Online it means we can be blindsided by the opinions of our friends or, more broadly, America. Over time, this morphs into a subconscious belief that we and our friends are the sane ones and that there’s a crazy “Other Side” that must be laughed at — an Other Side that just doesn’t “get it,” and is clearly not as intelligent as “us.” But this holier-than-thou social media behavior is counterproductive, it’s self-aggrandizement at the cost of actual nuanced discourse and if we want to consider online discourse productive, we need to move past this.

 

What is emerging is the worst kind of echo chamber, one where those inside are increasingly convinced that everyone shares their world view, that their ranks are growing when they aren’t. It’s like clockwork: an event happens and then your social media circle is shocked when a non-social media peer group public reacts to news in an unexpected way. They then mock the Other Side for being “out of touch” or “dumb.”

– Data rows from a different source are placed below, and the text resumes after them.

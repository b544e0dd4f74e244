use anyhow::{Result, ensure};
use serde::Serialize;

use super::{ColorRange, Rgb};
use crate::data::ValueRange;

/// One legend row: the swatch color of a break and its display label.
#[derive(Debug, Clone, PartialEq, Serialize)]
pub struct LegendItem {
    pub color: Rgb,
    pub lower: f64,
    pub upper: Option<f64>, // None for the final open-ended row
    pub label: String,
}

/// Quantized choropleth scale: `classes` equal-width classes over a fixed value range,
/// each painted with one color sampled from a gradient, plus a no-data color.
#[derive(Debug, Clone)]
pub struct ColorScale {
    stops: Vec<Rgb>,
    range: ValueRange,
    breaks: Vec<f64>,
    no_data: Rgb,
}

impl ColorScale {
    pub fn new(colors: &ColorRange, range: ValueRange, classes: usize, no_data: Rgb) -> Result<Self> {
        ensure!(classes >= 1, "[color::scale] At least one color class is required");
        let stops = colors.stops()?;

        let step = range.span() / classes as f64;
        let breaks = (0..=classes)
            .map(|i| if i == classes { range.max } else { range.min + step * i as f64 })
            .collect();

        Ok(Self { stops, range, breaks, no_data })
    }

    #[inline]
    pub fn classes(&self) -> usize { self.breaks.len() - 1 }

    #[inline]
    pub fn range(&self) -> ValueRange { self.range }

    #[inline]
    pub fn no_data_color(&self) -> Rgb { self.no_data }

    /// Class boundaries at full precision: `classes + 1` values from min to max.
    #[inline]
    pub fn legend_breaks(&self) -> &[f64] { &self.breaks }

    /// Class index of a finite value. Values below the range land in the first class,
    /// values at or above the maximum in the last.
    pub fn class_of(&self, value: f64) -> usize {
        let reached = self.breaks.iter().take_while(|&&b| value >= b).count();
        reached.saturating_sub(1).min(self.classes() - 1)
    }

    /// Color of a value; missing or non-finite values get the no-data color.
    pub fn color_for(&self, value: Option<f64>) -> Rgb {
        match value {
            Some(v) if v.is_finite() => self.class_color(self.class_of(v)),
            _ => self.no_data,
        }
    }

    /// Color of class `class`, sampled evenly along the gradient from first to last stop.
    pub fn class_color(&self, class: usize) -> Rgb {
        let n = self.classes();
        let t = if n > 1 { class.min(n - 1) as f64 / (n - 1) as f64 } else { 0.0 };
        self.sample(t)
    }

    fn sample(&self, t: f64) -> Rgb {
        let segments = self.stops.len() - 1;
        if segments == 0 { return self.stops[0] }

        let pos = t.clamp(0.0, 1.0) * segments as f64;
        let i = (pos.floor() as usize).min(segments - 1);
        self.stops[i].lerp(self.stops[i + 1], pos - i as f64)
    }

    /// Legend rows, one per break. Labels are rounded to two decimals for display only.
    pub fn legend_items(&self) -> Vec<LegendItem> {
        let breaks = self.legend_breaks();
        breaks.iter().enumerate()
            .map(|(i, &lower)| {
                let upper = breaks.get(i + 1).copied();
                let label = match upper {
                    Some(upper) => format!("{}\u{2013}{}", round2(lower), round2(upper)),
                    None => format!("{}+", round2(lower)),
                };
                LegendItem { color: self.color_for(Some(lower)), lower, upper, label }
            })
            .collect()
    }
}

/// Round to two decimal places for display.
pub(crate) fn round2(value: f64) -> f64 {
    (value * 100.0).round() / 100.0
}
//! Simple 8-bit RGB colors with CSS hex parsing and formatting.

use std::{fmt, str::FromStr};

use anyhow::{Result, anyhow, bail};
use serde::{Deserialize, Deserializer, Serialize, Serializer};

#[derive(Clone, Copy, Debug, PartialEq, Eq, Hash)]
pub struct Rgb {
    pub r: u8,
    pub g: u8,
    pub b: u8,
}

impl Rgb {
    pub const fn new(r: u8, g: u8, b: u8) -> Self { Self { r, g, b } }

    /// Linear interpolation in RGB space, rounded per channel.
    pub fn lerp(self, other: Rgb, t: f64) -> Rgb {
        let t = if t.is_finite() { t.clamp(0.0, 1.0) } else { 0.0 };
        let mix = |a: u8, b: u8| -> u8 {
            (a as f64 + (b as f64 - a as f64) * t)
                .round()
                .clamp(0.0, 255.0) as u8
        };
        Rgb { r: mix(self.r, other.r), g: mix(self.g, other.g), b: mix(self.b, other.b) }
    }

    /// Relative luminance in [0, 1] (sRGB weights, no gamma correction).
    pub fn luminance(&self) -> f64 {
        (0.2126 * self.r as f64 + 0.7152 * self.g as f64 + 0.0722 * self.b as f64) / 255.0
    }
}

impl fmt::Display for Rgb {
    /// Format as CSS hex: #rrggbb
    fn fmt(&self, f: &mut fmt::Formatter<'_>) -> fmt::Result {
        write!(f, "#{:02x}{:02x}{:02x}", self.r, self.g, self.b)
    }
}

impl FromStr for Rgb {
    type Err = anyhow::Error;

    /// Parse `#rgb` or `#rrggbb` (the leading `#` is optional).
    fn from_str(s: &str) -> Result<Self> {
        let hex = s.trim().trim_start_matches('#');
        if !hex.is_ascii() { bail!("[color] Invalid hex color {s:?}") }
        let channel = |h: &str| u8::from_str_radix(h, 16)
            .map_err(|_| anyhow!("[color] Invalid hex color {s:?}"));
        match hex.len() {
            3 => {
                let expand = |c: &str| channel(&c.repeat(2));
                Ok(Rgb { r: expand(&hex[0..1])?, g: expand(&hex[1..2])?, b: expand(&hex[2..3])? })
            }
            6 => Ok(Rgb { r: channel(&hex[0..2])?, g: channel(&hex[2..4])?, b: channel(&hex[4..6])? }),
            _ => bail!("[color] Invalid hex color {s:?}: expected #rgb or #rrggbb"),
        }
    }
}

impl Serialize for Rgb {
    fn serialize<S: Serializer>(&self, serializer: S) -> Result<S::Ok, S::Error> {
        serializer.collect_str(self)
    }
}

impl<'de> Deserialize<'de> for Rgb {
    fn deserialize<D: Deserializer<'de>>(deserializer: D) -> Result<Self, D::Error> {
        let s = String::deserialize(deserializer)?;
        s.parse().map_err(serde::de::Error::custom)
    }
}

#[cfg(test)]
mod tests {
    use super::Rgb;

    #[test]
    fn parse_and_format() {
        assert_eq!("#b4c5c1".parse::<Rgb>().unwrap(), Rgb::new(0xb4, 0xc5, 0xc1));
        assert_eq!("004433".parse::<Rgb>().unwrap(), Rgb::new(0x00, 0x44, 0x33));
        assert_eq!("#AAA".parse::<Rgb>().unwrap(), Rgb::new(0xaa, 0xaa, 0xaa));
        assert_eq!(Rgb::new(240, 240, 240).to_string(), "#f0f0f0");
        assert!("#12345".parse::<Rgb>().is_err());
        assert!("#zzzzzz".parse::<Rgb>().is_err());
    }

    #[test]
    fn lerp_endpoints_and_midpoint() {
        let a = Rgb::new(0, 100, 200);
        let b = Rgb::new(100, 0, 255);
        assert_eq!(a.lerp(b, 0.0), a);
        assert_eq!(a.lerp(b, 1.0), b);
        assert_eq!(a.lerp(b, 0.5), Rgb::new(50, 50, 228));
        assert_eq!(a.lerp(b, 7.0), b);
    }
}
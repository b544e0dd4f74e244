use geo::{Coord, CoordsIter, LineString, MultiPolygon, Rect};

/// lon/lat -> SVG coords, preserving aspect with Y pointing down.
#[derive(Debug, Clone, Copy)]
pub(super) struct Projection {
    bounds: Rect<f64>,
    margin: f64,
    pub(super) scale: f64,
}

impl Projection {
    /// Fit `bounds` into `width` pixels minus a margin on each side.
    /// Returns the projection and the resulting map height (margins included).
    pub(super) fn fit(bounds: Rect<f64>, width: f64, margin: f64) -> (Self, f64) {
        let span = if bounds.width() > 0.0 { bounds.width() } else { bounds.height().max(1.0) };
        let scale = (width - 2.0 * margin) / span;
        let height = bounds.height() * scale + 2.0 * margin;
        (Self { bounds, margin, scale }, height)
    }

    pub(super) fn project(&self, coord: &Coord<f64>) -> (f64, f64) {
        let x = self.margin + (coord.x - self.bounds.min().x) * self.scale;
        let y = self.margin + (self.bounds.max().y - coord.y) * self.scale;
        (x, y)
    }

    /// Compact SVG path for a MultiPolygon, exteriors and holes (draw with `fill-rule="evenodd"`).
    pub(super) fn multipolygon_to_path(&self, shape: &MultiPolygon<f64>) -> String {
        let mut out = String::new();
        for polygon in &shape.0 {
            self.ring_to_path(polygon.exterior(), &mut out);
            for interior in polygon.interiors() {
                self.ring_to_path(interior, &mut out);
            }
        }
        out
    }

    /// Append a ring as an SVG subpath: "M x,y L x,y ... Z"
    fn ring_to_path(&self, ring: &LineString<f64>, out: &mut String) {
        let mut coords = ring.coords_iter().map(|coord| self.project(&coord));
        if let Some((x, y)) = coords.next() {
            out.push_str(&format!(" M{x:.3},{y:.3}"));
            for (x, y) in coords {
                out.push_str(&format!(" L{x:.3},{y:.3}"));
            }
            out.push('Z');
        }
    }
}
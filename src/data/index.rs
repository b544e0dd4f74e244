use std::sync::Arc;

use ahash::AHashMap;
use anyhow::{Result, ensure};
use regex::Regex;
use serde::{Deserialize, Serialize};
use smallvec::SmallVec;

use super::{FilterSelection, Record};

/// Minimum and maximum finite value across the loaded dataset.
#[derive(Debug, Clone, Copy, PartialEq, Serialize, Deserialize)]
pub struct ValueRange {
    pub min: f64,
    pub max: f64,
}

impl ValueRange {
    pub fn new(min: f64, max: f64) -> Result<Self> {
        ensure!(min.is_finite() && max.is_finite(), "[data::index] Value range [{min}, {max}] must be finite");
        ensure!(min <= max, "[data::index] Value range [{min}, {max}] is inverted");
        Ok(Self { min, max })
    }

    /// Range over all finite values, or None if there are none.
    pub fn of<'a>(records: impl IntoIterator<Item = &'a Record>) -> Option<Self> {
        records.into_iter()
            .filter_map(|r| r.value)
            .filter(|v| v.is_finite())
            .fold(None, |acc: Option<Self>, v| Some(match acc {
                None => Self { min: v, max: v },
                Some(r) => Self { min: r.min.min(v), max: r.max.max(v) },
            }))
    }

    #[inline]
    pub fn span(&self) -> f64 { self.max - self.min }

    /// Position of `value` within the range in [0, 1]; a degenerate range maps everything to 1.
    pub fn fraction(&self, value: f64) -> f64 {
        if self.span() > 0.0 { ((value - self.min) / self.span()).clamp(0.0, 1.0) } else { 1.0 }
    }
}

/// Point-lookup index over an immutable record set, keyed by geocode then year.
/// Per-key buckets keep insertion order so that the first matching record wins.
#[derive(Debug, Clone)]
pub struct DatasetIndex {
    records: Vec<Record>,
    index: AHashMap<Arc<str>, AHashMap<i32, SmallVec<[u32; 4]>>>,
    years: Vec<i32>,
    range: Option<ValueRange>,
}

impl DatasetIndex {
    pub fn new(records: Vec<Record>) -> Self {
        Self::with_pattern(records, None)
    }

    /// Build the index, keeping only records whose geocode matches `pattern` (if given).
    pub fn with_pattern(records: Vec<Record>, pattern: Option<&Regex>) -> Self {
        let total = records.len();
        let records: Vec<Record> = match pattern {
            Some(re) => records.into_iter().filter(|r| re.is_match(&r.geo_code)).collect(),
            None => records,
        };
        if records.len() < total {
            tracing::debug!("[data::index] {} of {} records excluded by the geocode pattern", total - records.len(), total);
        }

        let mut index: AHashMap<Arc<str>, AHashMap<i32, SmallVec<[u32; 4]>>> = AHashMap::new();
        for (i, record) in records.iter().enumerate() {
            index.entry(record.geo_code.clone())
                .or_default()
                .entry(record.year)
                .or_default()
                .push(i as u32);
        }

        let mut years: Vec<i32> = records.iter().map(|r| r.year).collect();
        years.sort_unstable();
        years.dedup();

        let range = ValueRange::of(&records);

        Self { records, index, years, range }
    }

    /// The first record (in insertion order) for `geo_code` in `year` that satisfies every active filter.
    /// No match is the ordinary "no data" case and yields None.
    pub fn lookup(&self, geo_code: &str, year: i32, filters: &FilterSelection) -> Option<&Record> {
        self.candidates(geo_code, year)
            .find(|r| filters.matches(r))
    }

    /// All records for `geo_code` in `year`, in insertion order, ignoring filters.
    pub fn candidates(&self, geo_code: &str, year: i32) -> impl Iterator<Item = &Record> {
        self.index.get(geo_code)
            .and_then(|by_year| by_year.get(&year))
            .into_iter()
            .flat_map(|bucket| bucket.iter().map(|&i| &self.records[i as usize]))
    }

    /// Whether any record exists for `geo_code`, in any year.
    pub fn contains_geo_code(&self, geo_code: &str) -> bool {
        self.index.contains_key(geo_code)
    }

    /// Sorted, de-duplicated years present in the data.
    #[inline]
    pub fn years(&self) -> &[i32] { &self.years }

    #[inline]
    pub fn value_range(&self) -> Option<ValueRange> { self.range }

    #[inline]
    pub fn records(&self) -> &[Record] { &self.records }

    #[inline]
    pub fn len(&self) -> usize { self.records.len() }

    #[inline]
    pub fn is_empty(&self) -> bool { self.records.is_empty() }
}

#[cfg(test)]
mod tests {
    use regex::Regex;

    use super::{DatasetIndex, ValueRange};
    use crate::data::{FieldSelection, FilterSelection, Record};

    fn sample() -> Vec<Record> {
        vec![
            Record::new("E12000001", 2015, Some(10.0)),
            Record::new("E12000001", 2016, Some(12.5)),
            Record::new("E12000002", 2015, Some(7.0)),
            Record::new("E12000002", 2016, None),
            Record::new("E06000001", 2015, Some(3.0)).with_field("Sex", "Female"),
            Record::new("E06000001", 2015, Some(4.0)).with_field("Sex", "Male"),
            Record::new("K02000001", 2014, Some(100.0)),
        ]
    }

    #[test]
    fn every_record_is_found_by_its_own_key() {
        let records = sample();
        let index = DatasetIndex::new(records.clone());
        for r in &records {
            let hit = index.lookup(&r.geo_code, r.year, &FilterSelection::none())
                .expect("record should be found");
            // Duplicated keys resolve to the first record, so compare against that.
            let first = records.iter().find(|x| x.geo_code == r.geo_code && x.year == r.year).unwrap();
            assert_eq!(hit.value, first.value);
        }
    }

    #[test]
    fn missing_key_is_no_data() {
        let index = DatasetIndex::new(sample());
        assert!(index.lookup("E12000001", 2030, &FilterSelection::none()).is_none());
        assert!(index.lookup("nowhere", 2015, &FilterSelection::none()).is_none());
    }

    #[test]
    fn first_match_wins_on_duplicates() {
        let index = DatasetIndex::new(vec![
            Record::new("A", 2015, Some(1.0)),
            Record::new("A", 2015, Some(2.0)),
        ]);
        assert_eq!(index.lookup("A", 2015, &FilterSelection::none()).unwrap().value, Some(1.0));
        assert_eq!(index.candidates("A", 2015).count(), 2);
    }

    #[test]
    fn filters_select_disaggregated_rows() {
        let index = DatasetIndex::new(sample());
        let male = FilterSelection::from(vec![FieldSelection::new("Sex", ["Male"])]);
        assert_eq!(index.lookup("E06000001", 2015, &male).unwrap().value, Some(4.0));

        // Rows without the filtered field do not match an active filter.
        assert!(index.lookup("E12000001", 2015, &male).is_none());

        // Unfiltered lookups fall back to insertion order.
        assert_eq!(index.lookup("E06000001", 2015, &FilterSelection::none()).unwrap().value, Some(3.0));
    }

    #[test]
    fn years_and_range() {
        let index = DatasetIndex::new(sample());
        assert_eq!(index.years(), &[2014, 2015, 2016]);
        assert_eq!(index.value_range(), Some(ValueRange { min: 3.0, max: 100.0 }));
        assert!(DatasetIndex::new(vec![Record::new("A", 2015, None)]).value_range().is_none());
    }

    #[test]
    fn geocode_pattern_excludes_aggregates() {
        let re = Regex::new("^E").unwrap();
        let index = DatasetIndex::with_pattern(sample(), Some(&re));
        assert!(!index.contains_geo_code("K02000001"));
        assert_eq!(index.years(), &[2015, 2016]);
        assert_eq!(index.value_range().unwrap().max, 12.5);
    }

    #[test]
    fn range_fraction() {
        let r = ValueRange::new(10.0, 20.0).unwrap();
        assert_eq!(r.fraction(15.0), 0.5);
        assert_eq!(r.fraction(0.0), 0.0);
        assert_eq!(r.fraction(99.0), 1.0);
        assert_eq!(ValueRange::new(5.0, 5.0).unwrap().fraction(5.0), 1.0);
        assert!(ValueRange::new(2.0, 1.0).is_err());
    }
}
//! CSV reading operations.

use std::{fs::File, io::Cursor, path::Path};

use anyhow::{Context, Result, anyhow, bail};
use polars::{frame::DataFrame, io::SerReader, prelude::{CsvReadOptions, CsvReader}};

use crate::data::{GEOCODE_COLUMN, Record, VALUE_COLUMN, YEAR_COLUMN};

/// Reads indicator records from a CSV file at `path`.
pub fn read_records_csv(path: &Path) -> Result<Vec<Record>> {
    let file = File::open(path)
        .with_context(|| format!("[io::csv::read] Failed to open CSV file: {}", path.display()))?;
    let df = text_options()
        .into_reader_with_file_handle(file)
        .finish()
        .with_context(|| format!("[io::csv::read] Failed to read CSV from {:?}", path))?;
    records_from_frame(&df)
        .with_context(|| format!("[io::csv::read] Invalid records in {}", path.display()))
}

/// Reads indicator records from CSV text (for WASM/browser use).
pub fn read_records_csv_str(csv: &str) -> Result<Vec<Record>> {
    let df = CsvReader::new(Cursor::new(csv.as_bytes()))
        .with_options(text_options())
        .finish()
        .context("[io::csv::read] Failed to read CSV from string")?;
    records_from_frame(&df)
}

/// Every column is read as text so that geocodes keep leading zeros and
/// categorical values keep their exact spelling; numbers are parsed per row.
fn text_options() -> CsvReadOptions {
    CsvReadOptions::default()
        .with_has_header(true)
        .with_infer_schema_length(Some(0))
}

/// Convert a text-typed frame into records. `GeoCode`, `Year` and `Value` are required columns;
/// every other column becomes a categorical field. Rows without a geocode or year are skipped.
fn records_from_frame(df: &DataFrame) -> Result<Vec<Record>> {
    let names: Vec<String> = df.get_column_names().into_iter().map(|n| n.to_string()).collect();
    for required in [GEOCODE_COLUMN, YEAR_COLUMN, VALUE_COLUMN] {
        if !names.iter().any(|n| n == required) {
            bail!("[io::csv::read] Missing required column {required:?} (found {names:?})");
        }
    }

    let geo_codes = text_column(df, GEOCODE_COLUMN)?;
    let years = text_column(df, YEAR_COLUMN)?;
    let values = text_column(df, VALUE_COLUMN)?;
    let mut extras = Vec::new();
    for name in names.iter().filter(|n| !matches!(n.as_str(), GEOCODE_COLUMN | YEAR_COLUMN | VALUE_COLUMN)) {
        extras.push((name.as_str(), text_column(df, name)?));
    }

    let mut records = Vec::with_capacity(df.height());
    let mut skipped = 0usize;
    for row in 0..df.height() {
        let (Some(geo_code), Some(year)) = (non_empty(geo_codes[row]), non_empty(years[row])) else {
            skipped += 1;
            continue;
        };
        let year = parse_year(year)
            .with_context(|| format!("[io::csv::read] Row {}: invalid {YEAR_COLUMN} {year:?}", row + 1))?;
        let value = non_empty(values[row])
            .map(|v| v.parse::<f64>())
            .transpose()
            .with_context(|| format!("[io::csv::read] Row {}: invalid {VALUE_COLUMN} {:?}", row + 1, values[row]))?;

        let mut record = Record::new(geo_code, year, value);
        for (name, column) in &extras {
            if let Some(v) = non_empty(column[row]) {
                record.fields.insert(name.to_string(), v.to_string());
            }
        }
        records.push(record);
    }

    if skipped > 0 {
        tracing::debug!("[io::csv::read] Skipped {skipped} rows without {GEOCODE_COLUMN} or {YEAR_COLUMN}");
    }
    Ok(records)
}

fn text_column<'a>(df: &'a DataFrame, name: &str) -> Result<Vec<Option<&'a str>>> {
    Ok(df.column(name)?.str()
        .map_err(|e| anyhow!("[io::csv::read] Column {name:?} is not text: {e}"))?
        .into_iter()
        .collect())
}

fn non_empty(cell: Option<&str>) -> Option<&str> {
    cell.map(str::trim).filter(|s| !s.is_empty())
}

/// Years may be written as `2015` or `2015.0`.
fn parse_year(text: &str) -> Result<i32> {
    if let Ok(year) = text.parse::<i32>() { return Ok(year) }
    let f = text.parse::<f64>()?;
    if f.fract() != 0.0 || f < i32::MIN as f64 || f > i32::MAX as f64 {
        bail!("{text:?} is not a whole year");
    }
    Ok(f as i32)
}

#[cfg(test)]
mod tests {
    use super::{read_records_csv, read_records_csv_str};

    const CSV: &str = "\
Year,Sex,GeoCode,Value
2015,,E12000001,10
2015,Female,E12000001,9.5
2016,,E12000001,
2015,,,42
2015.0,,01001,3
";

    #[test]
    fn reads_core_columns_and_fields() {
        let records = read_records_csv_str(CSV).unwrap();
        assert_eq!(records.len(), 4); // the row without a geocode is skipped

        assert_eq!(&*records[0].geo_code, "E12000001");
        assert_eq!(records[0].year, 2015);
        assert_eq!(records[0].value, Some(10.0));
        assert_eq!(records[0].field("Sex"), None);

        assert_eq!(records[1].field("Sex"), Some("Female"));
        assert_eq!(records[2].value, None);

        // Leading zeros survive and float-formatted years are accepted.
        assert_eq!(&*records[3].geo_code, "01001");
        assert_eq!(records[3].year, 2015);
    }

    #[test]
    fn missing_required_column() {
        let err = read_records_csv_str("GeoCode,Year\nA,2015\n").unwrap_err();
        assert!(err.to_string().contains("Value"));
    }

    #[test]
    fn bad_numbers_are_reported() {
        assert!(read_records_csv_str("GeoCode,Year,Value\nA,twenty,1\n").is_err());
        assert!(read_records_csv_str("GeoCode,Year,Value\nA,2015,lots\n").is_err());
    }

    #[test]
    fn reads_from_file() {
        let dir = tempfile::tempdir().unwrap();
        let path = dir.path().join("data.csv");
        std::fs::write(&path, CSV).unwrap();
        assert_eq!(read_records_csv(&path).unwrap().len(), 4);
    }
}
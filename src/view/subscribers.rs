//! Render subscribers. Each one translates a `StateChange` into surface commands
//! for one concern; `MapView` calls them in registration order.

use anyhow::Result;

use super::{
    event::StateChange,
    state::ViewState,
    surface::{Panel, RenderSurface},
};
use crate::{config::FeatureStyle, selection::{SelectionEvent, SelectionPolicy}};

pub trait Subscriber {
    fn on_change(&mut self, state: &ViewState, change: &StateChange, surface: &mut dyn RenderSurface) -> Result<()>;
}

/// Layer visibility and viewport.
#[derive(Debug, Default)]
pub struct LayerSubscriber;

impl Subscriber for LayerSubscriber {
    fn on_change(&mut self, state: &ViewState, change: &StateChange, surface: &mut dyn RenderSurface) -> Result<()> {
        for &layer in &change.visibility.hidden {
            surface.hide_layer(layer);
        }
        for &layer in &change.visibility.shown {
            surface.show_layer(layer);
        }

        if let Some(bounds) = change.focus.and_then(|h| state.feature(h)).and_then(|f| f.bounds) {
            surface.fit_bounds(bounds);
        } else if change.refit {
            if let Some(bounds) = state.boundaries().bounds_of(state.visibility().visible_layers()) {
                surface.fit_bounds(bounds);
            }
        }
        Ok(())
    }
}

/// Feature fill colors and selection highlighting.
#[derive(Debug, Default)]
pub struct StyleSubscriber;

impl StyleSubscriber {
    fn layer_style(state: &ViewState, layer: usize, selected: bool) -> FeatureStyle {
        state.boundaries().layer(layer)
            .map(|l| if selected { l.config.style_options_selected.clone() } else { l.config.style_options.clone() })
            .unwrap_or_default()
    }
}

impl Subscriber for StyleSubscriber {
    fn on_change(&mut self, state: &ViewState, change: &StateChange, surface: &mut dyn RenderSurface) -> Result<()> {
        if change.recolor() {
            for feature in state.boundaries().features() {
                let fill = FeatureStyle::fill(state.color_of(feature.handle));
                let style = if change.initial {
                    Self::layer_style(state, feature.layer, false).merged(&fill)
                } else {
                    fill
                };
                surface.set_style(feature.handle, style);
            }
        }

        for event in &change.selection {
            match *event {
                SelectionEvent::Unselect(handle) => {
                    let Some(layer) = state.boundaries().layer_of(handle) else { continue };
                    surface.set_style(handle, Self::layer_style(state, layer, false));
                }
                SelectionEvent::Select(handle) => {
                    let Some(layer) = state.boundaries().layer_of(handle) else { continue };
                    surface.set_style(handle, Self::layer_style(state, layer, true));
                    surface.bring_to_front(handle);
                }
            }
        }
        Ok(())
    }
}

/// Legend, year label, info box and multi-select list.
#[derive(Debug, Default)]
pub struct PanelSubscriber;

impl Subscriber for PanelSubscriber {
    fn on_change(&mut self, state: &ViewState, change: &StateChange, surface: &mut dyn RenderSurface) -> Result<()> {
        if change.initial {
            surface.update_panel(Panel::Legend { items: state.scale().legend_items() });
        }
        if change.initial || change.year_changed {
            surface.update_panel(Panel::Year { year: state.current_year() });
        }

        // Values shown in the panels depend on year and filters as well as on the selection.
        if change.recolor() || !change.selection.is_empty() {
            let selected = state.selection().selected();
            let panel = match state.selection().policy() {
                SelectionPolicy::Single => Panel::Info {
                    content: selected.first().and_then(|&h| state.info(h)),
                },
                SelectionPolicy::Multi => Panel::Selections {
                    items: selected.iter().filter_map(|&h| state.selection_item(h)).collect(),
                },
            };
            surface.update_panel(panel);
        }
        Ok(())
    }
}

/// Mirrors click-derived filters into the page's filter controls.
#[derive(Debug, Default)]
pub struct FilterSyncSubscriber;

impl Subscriber for FilterSyncSubscriber {
    fn on_change(&mut self, _state: &ViewState, change: &StateChange, surface: &mut dyn RenderSurface) -> Result<()> {
        let Some(filters) = &change.synced_filters else { return Ok(()) };
        for selection in filters.iter() {
            for value in &selection.values {
                surface.check_filter(&selection.field, value);
            }
        }
        Ok(())
    }
}

/// The standard subscriber set, in notification order.
pub(super) fn default_subscribers() -> Vec<Box<dyn Subscriber>> {
    vec![
        Box::new(LayerSubscriber),
        Box::new(StyleSubscriber),
        Box::new(PanelSubscriber),
        Box::new(FilterSyncSubscriber),
    ]
}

What happens instead of genuine intellectual curiosity is the sharing of Slate or Onion or Fox News or Red State links. Sites that exist almost solely to produce content to be shared so friends can pat each other on the back and mock the Other Side. Look at the Other Side! So dumb and unable to see this the way I do!

Sharing links that mock a caricature of the Other Side isn’t signaling that we’re somehow more informed. It signals that we’d rather be smug assholes than consider alternative views. It signals that we’d much rather show our friends that we’re like them, than try to understand those who are not.